Parassiti del corallo. − Questi alberelli-animali subiscono l'attacco di minuscoli quanto feroci parassiti; i più frequenti sono ventotto: sette molluschi e ventuno spugnette. Quelli che producono i maggiori danni sono una piccola conchiglia, la Pseudo-simnia Carnea (17 mm al massimo), e una spugnetta perforante, la Cliona Sarai.

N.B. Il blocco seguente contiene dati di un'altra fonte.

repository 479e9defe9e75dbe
//! SQLite connection pool setup.

use std::str::FromStr;
use std::time::Duration;

use serde_json::json;
use sqlx::SqlitePool;
use sqlx::sqlite::{SqliteConnectOptions, SqliteJournalMode, SqlitePoolOptions, SqliteSynchronous};

use crate::error::AppError;

/// Opens a connection pool for `database_url`, creating the file if missing.
///
/// File databases run in WAL mode so readers do not block the writer.
/// In-memory databases exist per connection, so their pool is pinned to a
/// single connection that is never recycled.
///
/// # Errors
///
/// Returns [`AppError::Storage`] if the URL is malformed or the database
/// cannot be opened.
pub async fn connect(
    database_url: &str,
    max_connections: u32,
    busy_timeout: Duration,
) -> Result<SqlitePool, AppError> {
    let options = SqliteConnectOptions::from_str(database_url)
        .map_err(|e| {
            AppError::storage(
                "Invalid database URL",
                json!({ "reason": e.to_string() }),
            )
        })?
        .create_if_missing(true)
        .busy_timeout(busy_timeout);

    let pool = if is_in_memory(database_url) {
        SqlitePoolOptions::new()
            .max_connections(1)
            .min_connections(1)
            .idle_timeout(None)
            .max_lifetime(None)
            .connect_with(options)
            .await
    } else {
        SqlitePoolOptions::new()
            .max_connections(max_connections)
            .connect_with(
                options
                    .journal_mode(SqliteJournalMode::Wal)
                    .synchronous(SqliteSynchronous::Normal),
            )
            .await
    };

    pool.map_err(|e| {
        AppError::storage(
            "Failed to open database",
            json!({ "reason": e.to_string() }),
        )
    })
}

/// Returns true if the URL points at a transient in-memory database.
pub fn is_in_memory(database_url: &str) -> bool {
    database_url.contains(":memory:") || database_url.contains("mode=memory")
}
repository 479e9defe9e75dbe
//! Data Transfer Objects for API requests and responses.
//!
//! All DTOs use Serde for JSON serialization/deserialization and validator
//! for input validation.

pub mod health;
pub mod shorten;
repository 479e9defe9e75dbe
//! Utility functions shared across layers.
//!
//! - [`token_generator`] - Short token generation and validation

pub mod token_generator;
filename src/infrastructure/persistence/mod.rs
//! SQLite repository implementations.
//!
//! Concrete implementations of domain repository traits using SQLx runtime
//! queries with bound parameters.

pub mod sqlite_mapping_repository;

pub use sqlite_mapping_repository::SqliteMappingRepository;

Banchi e giacimenti. − Sono così denominate quelle zone sottomarine in cui si trova il Corallium. Il banco vero e proprio indica la zona su cui nascono, si sviluppano e riproducono le colonie coralligene viventi; il relativo c. è, quindi, ''vivo''. I banchi assumono differenti denominazioni a seconda della loro estensione, della morfologia, dell'inclinazione, ecc. Il giacimento invece è un enorme deposito di c. ''decaduto'' (cioè morto) trasportatovi, nel corso di decenni o secoli, dalle correnti sottomarine. Nei recenti anni 1981 e 1983 si sono verificati due ritrovamenti di giacimenti; il primo nelle acque dell'isola di Alboran (Spagna), a opera di una nave aragostiera siciliana; il secondo lungo la corrente di Pantelleria, nei pressi dei famosi giacimenti scoperti a fine Ottocento.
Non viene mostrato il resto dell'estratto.